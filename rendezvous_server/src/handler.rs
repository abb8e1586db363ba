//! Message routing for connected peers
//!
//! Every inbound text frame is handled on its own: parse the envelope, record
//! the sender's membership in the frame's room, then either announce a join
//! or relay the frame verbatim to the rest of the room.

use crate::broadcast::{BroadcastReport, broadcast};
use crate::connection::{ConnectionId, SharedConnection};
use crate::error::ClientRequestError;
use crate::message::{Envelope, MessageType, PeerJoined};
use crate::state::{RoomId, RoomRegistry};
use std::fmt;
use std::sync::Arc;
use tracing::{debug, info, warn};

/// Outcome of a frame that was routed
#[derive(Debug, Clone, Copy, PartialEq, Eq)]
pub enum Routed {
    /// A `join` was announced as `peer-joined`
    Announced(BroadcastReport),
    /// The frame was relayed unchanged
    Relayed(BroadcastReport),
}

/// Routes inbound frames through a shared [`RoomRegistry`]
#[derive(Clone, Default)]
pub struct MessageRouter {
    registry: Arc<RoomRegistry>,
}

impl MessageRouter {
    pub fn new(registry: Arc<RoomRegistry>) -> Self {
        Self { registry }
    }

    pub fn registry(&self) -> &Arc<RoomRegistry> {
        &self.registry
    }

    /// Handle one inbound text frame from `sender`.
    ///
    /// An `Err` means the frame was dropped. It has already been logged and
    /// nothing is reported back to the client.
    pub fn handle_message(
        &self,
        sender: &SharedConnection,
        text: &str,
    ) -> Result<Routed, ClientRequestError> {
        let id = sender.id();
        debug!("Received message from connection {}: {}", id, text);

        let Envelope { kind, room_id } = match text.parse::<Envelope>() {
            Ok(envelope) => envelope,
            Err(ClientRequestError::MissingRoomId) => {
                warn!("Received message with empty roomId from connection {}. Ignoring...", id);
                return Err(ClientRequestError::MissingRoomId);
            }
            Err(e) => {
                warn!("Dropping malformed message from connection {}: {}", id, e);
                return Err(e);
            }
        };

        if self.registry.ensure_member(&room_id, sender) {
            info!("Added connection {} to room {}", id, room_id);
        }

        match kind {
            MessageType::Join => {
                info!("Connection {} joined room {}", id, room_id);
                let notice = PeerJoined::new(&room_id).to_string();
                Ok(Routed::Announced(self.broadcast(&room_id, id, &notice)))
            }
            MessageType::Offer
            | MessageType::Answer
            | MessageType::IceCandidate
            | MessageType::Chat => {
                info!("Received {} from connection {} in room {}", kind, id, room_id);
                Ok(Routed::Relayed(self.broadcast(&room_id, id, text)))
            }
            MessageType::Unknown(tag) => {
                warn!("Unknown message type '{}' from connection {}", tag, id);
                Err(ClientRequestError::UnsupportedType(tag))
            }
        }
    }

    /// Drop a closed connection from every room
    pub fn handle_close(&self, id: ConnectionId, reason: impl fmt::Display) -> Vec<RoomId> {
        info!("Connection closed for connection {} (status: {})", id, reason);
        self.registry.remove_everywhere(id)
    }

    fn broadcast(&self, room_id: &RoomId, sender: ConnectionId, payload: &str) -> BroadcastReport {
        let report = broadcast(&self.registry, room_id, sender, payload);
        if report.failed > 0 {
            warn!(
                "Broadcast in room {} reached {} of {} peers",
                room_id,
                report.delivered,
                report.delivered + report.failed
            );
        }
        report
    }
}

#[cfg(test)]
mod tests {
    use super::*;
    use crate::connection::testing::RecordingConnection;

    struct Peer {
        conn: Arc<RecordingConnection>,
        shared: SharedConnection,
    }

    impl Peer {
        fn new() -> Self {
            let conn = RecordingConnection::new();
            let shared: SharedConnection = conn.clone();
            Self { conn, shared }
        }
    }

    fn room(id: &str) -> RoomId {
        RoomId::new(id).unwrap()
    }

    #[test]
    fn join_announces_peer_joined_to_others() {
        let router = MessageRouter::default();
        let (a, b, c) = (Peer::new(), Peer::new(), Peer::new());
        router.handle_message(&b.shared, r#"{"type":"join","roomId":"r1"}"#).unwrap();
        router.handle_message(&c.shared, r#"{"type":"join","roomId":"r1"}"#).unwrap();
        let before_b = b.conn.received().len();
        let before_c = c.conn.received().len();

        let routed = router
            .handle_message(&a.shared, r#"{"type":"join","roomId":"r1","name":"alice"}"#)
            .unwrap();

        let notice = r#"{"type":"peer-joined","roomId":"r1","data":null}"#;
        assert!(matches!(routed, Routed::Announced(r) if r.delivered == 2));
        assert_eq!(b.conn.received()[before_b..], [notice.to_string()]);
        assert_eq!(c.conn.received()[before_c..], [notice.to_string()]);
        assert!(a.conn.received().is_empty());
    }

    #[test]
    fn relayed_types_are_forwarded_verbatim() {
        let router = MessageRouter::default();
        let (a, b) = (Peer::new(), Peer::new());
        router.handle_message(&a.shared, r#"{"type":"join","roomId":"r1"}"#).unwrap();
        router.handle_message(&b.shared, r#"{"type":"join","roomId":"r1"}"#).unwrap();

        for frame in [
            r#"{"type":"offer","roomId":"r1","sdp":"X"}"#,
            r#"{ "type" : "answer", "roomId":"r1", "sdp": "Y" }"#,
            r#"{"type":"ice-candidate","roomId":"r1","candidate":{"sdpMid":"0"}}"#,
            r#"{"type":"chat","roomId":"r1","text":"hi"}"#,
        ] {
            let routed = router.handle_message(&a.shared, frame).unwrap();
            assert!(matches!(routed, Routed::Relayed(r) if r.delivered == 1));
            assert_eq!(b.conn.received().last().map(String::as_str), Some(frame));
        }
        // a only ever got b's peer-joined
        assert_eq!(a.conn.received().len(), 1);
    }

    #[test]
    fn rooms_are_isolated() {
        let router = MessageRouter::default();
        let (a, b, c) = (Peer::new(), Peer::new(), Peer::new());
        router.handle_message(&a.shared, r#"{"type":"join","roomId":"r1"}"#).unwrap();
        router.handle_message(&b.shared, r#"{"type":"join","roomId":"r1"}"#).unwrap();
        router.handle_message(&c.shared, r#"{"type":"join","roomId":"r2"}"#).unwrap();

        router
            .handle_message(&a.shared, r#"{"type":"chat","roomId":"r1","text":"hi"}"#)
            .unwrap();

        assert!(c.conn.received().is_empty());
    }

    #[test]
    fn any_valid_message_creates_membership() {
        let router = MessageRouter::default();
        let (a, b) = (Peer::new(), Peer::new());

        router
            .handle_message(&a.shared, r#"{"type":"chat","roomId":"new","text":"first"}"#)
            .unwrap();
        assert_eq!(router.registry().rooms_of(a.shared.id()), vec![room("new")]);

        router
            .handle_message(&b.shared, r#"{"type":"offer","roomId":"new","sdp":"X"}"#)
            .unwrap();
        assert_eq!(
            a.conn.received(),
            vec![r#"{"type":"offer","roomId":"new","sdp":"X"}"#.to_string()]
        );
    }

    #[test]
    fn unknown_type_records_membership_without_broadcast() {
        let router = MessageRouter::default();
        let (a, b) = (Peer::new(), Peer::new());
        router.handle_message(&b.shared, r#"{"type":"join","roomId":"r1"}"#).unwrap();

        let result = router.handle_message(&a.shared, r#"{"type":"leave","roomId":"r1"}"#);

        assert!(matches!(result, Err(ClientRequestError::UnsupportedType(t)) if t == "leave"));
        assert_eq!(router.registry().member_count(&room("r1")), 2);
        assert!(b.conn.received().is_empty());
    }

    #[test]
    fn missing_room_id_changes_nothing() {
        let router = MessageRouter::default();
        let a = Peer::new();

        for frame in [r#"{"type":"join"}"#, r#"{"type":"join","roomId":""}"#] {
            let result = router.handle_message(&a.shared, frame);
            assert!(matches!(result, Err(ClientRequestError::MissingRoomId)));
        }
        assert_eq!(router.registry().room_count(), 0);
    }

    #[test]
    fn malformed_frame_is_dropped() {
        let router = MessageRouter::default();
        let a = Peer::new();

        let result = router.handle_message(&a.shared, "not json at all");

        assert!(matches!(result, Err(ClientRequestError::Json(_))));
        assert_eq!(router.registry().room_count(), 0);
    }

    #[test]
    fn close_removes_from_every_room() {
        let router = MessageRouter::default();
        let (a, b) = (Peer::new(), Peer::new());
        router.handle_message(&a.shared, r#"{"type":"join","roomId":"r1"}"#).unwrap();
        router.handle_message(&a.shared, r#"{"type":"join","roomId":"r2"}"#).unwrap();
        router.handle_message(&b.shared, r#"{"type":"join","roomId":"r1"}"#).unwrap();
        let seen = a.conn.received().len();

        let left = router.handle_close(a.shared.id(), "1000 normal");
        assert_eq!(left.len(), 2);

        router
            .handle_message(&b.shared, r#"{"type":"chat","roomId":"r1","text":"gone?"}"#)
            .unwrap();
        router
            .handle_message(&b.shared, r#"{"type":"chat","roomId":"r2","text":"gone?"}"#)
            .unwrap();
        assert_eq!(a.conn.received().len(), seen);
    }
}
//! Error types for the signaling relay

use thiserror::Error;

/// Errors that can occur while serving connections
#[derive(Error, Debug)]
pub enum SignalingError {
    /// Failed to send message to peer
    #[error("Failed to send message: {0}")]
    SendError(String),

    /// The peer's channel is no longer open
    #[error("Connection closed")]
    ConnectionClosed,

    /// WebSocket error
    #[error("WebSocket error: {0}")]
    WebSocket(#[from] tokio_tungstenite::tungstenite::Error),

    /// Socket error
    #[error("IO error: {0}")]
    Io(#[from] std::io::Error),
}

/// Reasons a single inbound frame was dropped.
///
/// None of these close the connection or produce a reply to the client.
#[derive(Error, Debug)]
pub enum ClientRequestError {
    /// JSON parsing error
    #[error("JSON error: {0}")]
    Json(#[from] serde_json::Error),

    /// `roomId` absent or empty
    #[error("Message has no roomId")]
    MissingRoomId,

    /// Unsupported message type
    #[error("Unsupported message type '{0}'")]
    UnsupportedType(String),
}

--*--

Work request. Would you copy out exactly the lines above that start at the one containing "Err(ClientRequestError::UnsupportedType(tag))" and end at the one containing "fn room(id: &str)", inclusive?

Result for this exercise.
                Err(ClientRequestError::UnsupportedType(tag))
            }
        }
    }

    /// Drop a closed connection from every room
    pub fn handle_close(&self, id: ConnectionId, reason: impl fmt::Display) -> Vec<RoomId> {
        info!("Connection closed for connection {} (status: {})", id, reason);
        self.registry.remove_everywhere(id)
    }

    fn broadcast(&self, room_id: &RoomId, sender: ConnectionId, payload: &str) -> BroadcastReport {
        let report = broadcast(&self.registry, room_id, sender, payload);
        if report.failed > 0 {
            warn!(
                "Broadcast in room {} reached {} of {} peers",
                room_id,
                report.delivered,
                report.delivered + report.failed
            );
        }
        report
    }
}

#[cfg(test)]
mod tests {
    use super::*;
    use crate::connection::testing::RecordingConnection;

    struct Peer {
        conn: Arc<RecordingConnection>,
        shared: SharedConnection,
    }

    impl Peer {
        fn new() -> Self {
            let conn = RecordingConnection::new();
            let shared: SharedConnection = conn.clone();
            Self { conn, shared }
        }
    }

    fn room(id: &str) -> RoomId {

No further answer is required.